WHAT THE EXERCISE ASKS:
Lines in the entries below where the word "tally" shows up should each be copied.

DATA RECORDS:
──────

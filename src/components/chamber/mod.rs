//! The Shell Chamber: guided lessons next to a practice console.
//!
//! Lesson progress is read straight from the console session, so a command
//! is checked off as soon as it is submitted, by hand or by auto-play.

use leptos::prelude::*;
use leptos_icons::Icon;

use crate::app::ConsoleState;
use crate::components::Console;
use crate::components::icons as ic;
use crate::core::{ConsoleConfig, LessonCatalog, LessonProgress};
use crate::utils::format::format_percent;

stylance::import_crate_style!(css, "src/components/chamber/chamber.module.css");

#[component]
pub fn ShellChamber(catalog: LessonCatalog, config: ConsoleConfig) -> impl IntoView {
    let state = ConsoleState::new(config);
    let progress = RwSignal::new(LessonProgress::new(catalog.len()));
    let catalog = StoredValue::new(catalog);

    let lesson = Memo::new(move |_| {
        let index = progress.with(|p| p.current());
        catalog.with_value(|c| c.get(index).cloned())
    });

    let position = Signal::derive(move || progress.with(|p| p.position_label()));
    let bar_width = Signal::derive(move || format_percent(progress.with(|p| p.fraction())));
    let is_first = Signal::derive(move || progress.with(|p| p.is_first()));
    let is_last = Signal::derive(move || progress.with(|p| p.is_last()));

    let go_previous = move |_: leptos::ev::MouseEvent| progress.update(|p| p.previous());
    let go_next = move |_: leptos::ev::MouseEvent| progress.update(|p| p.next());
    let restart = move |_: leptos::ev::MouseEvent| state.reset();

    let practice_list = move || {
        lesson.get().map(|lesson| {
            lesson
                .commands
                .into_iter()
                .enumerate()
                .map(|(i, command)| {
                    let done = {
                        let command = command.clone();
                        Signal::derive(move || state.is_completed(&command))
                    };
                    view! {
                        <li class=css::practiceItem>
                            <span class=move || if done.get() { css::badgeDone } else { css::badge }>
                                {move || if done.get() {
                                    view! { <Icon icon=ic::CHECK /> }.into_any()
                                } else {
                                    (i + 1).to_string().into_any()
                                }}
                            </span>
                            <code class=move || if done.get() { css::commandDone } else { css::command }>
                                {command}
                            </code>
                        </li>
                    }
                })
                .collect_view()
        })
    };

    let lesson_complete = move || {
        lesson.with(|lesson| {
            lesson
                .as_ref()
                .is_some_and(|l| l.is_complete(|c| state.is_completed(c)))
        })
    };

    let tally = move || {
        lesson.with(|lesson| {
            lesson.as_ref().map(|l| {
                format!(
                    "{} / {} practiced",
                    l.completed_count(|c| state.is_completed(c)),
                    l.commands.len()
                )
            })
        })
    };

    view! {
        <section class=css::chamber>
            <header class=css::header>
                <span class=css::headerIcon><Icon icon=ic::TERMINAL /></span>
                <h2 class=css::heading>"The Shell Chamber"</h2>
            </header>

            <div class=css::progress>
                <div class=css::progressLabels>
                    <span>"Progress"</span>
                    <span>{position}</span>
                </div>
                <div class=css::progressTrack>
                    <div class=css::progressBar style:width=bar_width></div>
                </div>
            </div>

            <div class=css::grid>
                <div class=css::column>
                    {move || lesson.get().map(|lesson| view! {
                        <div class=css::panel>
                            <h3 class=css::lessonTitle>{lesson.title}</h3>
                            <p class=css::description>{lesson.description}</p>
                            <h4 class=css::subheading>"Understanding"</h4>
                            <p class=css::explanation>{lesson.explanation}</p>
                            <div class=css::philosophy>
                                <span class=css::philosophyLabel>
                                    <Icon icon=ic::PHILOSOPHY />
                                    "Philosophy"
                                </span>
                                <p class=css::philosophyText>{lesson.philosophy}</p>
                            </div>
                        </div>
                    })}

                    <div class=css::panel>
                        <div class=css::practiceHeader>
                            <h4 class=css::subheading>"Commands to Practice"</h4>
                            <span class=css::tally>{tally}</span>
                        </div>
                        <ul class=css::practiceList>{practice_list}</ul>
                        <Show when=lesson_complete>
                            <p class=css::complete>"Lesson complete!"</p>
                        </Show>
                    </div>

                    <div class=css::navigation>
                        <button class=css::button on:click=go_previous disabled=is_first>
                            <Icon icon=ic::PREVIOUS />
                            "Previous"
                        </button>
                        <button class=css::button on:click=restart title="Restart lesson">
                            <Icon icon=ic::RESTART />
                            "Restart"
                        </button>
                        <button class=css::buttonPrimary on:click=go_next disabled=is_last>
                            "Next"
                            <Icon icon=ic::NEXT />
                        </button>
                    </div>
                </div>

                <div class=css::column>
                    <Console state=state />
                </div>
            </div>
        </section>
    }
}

──────

YOUR RESPONSE:
    let tally = move || {
                            <span class=css::tally>{tally}</span>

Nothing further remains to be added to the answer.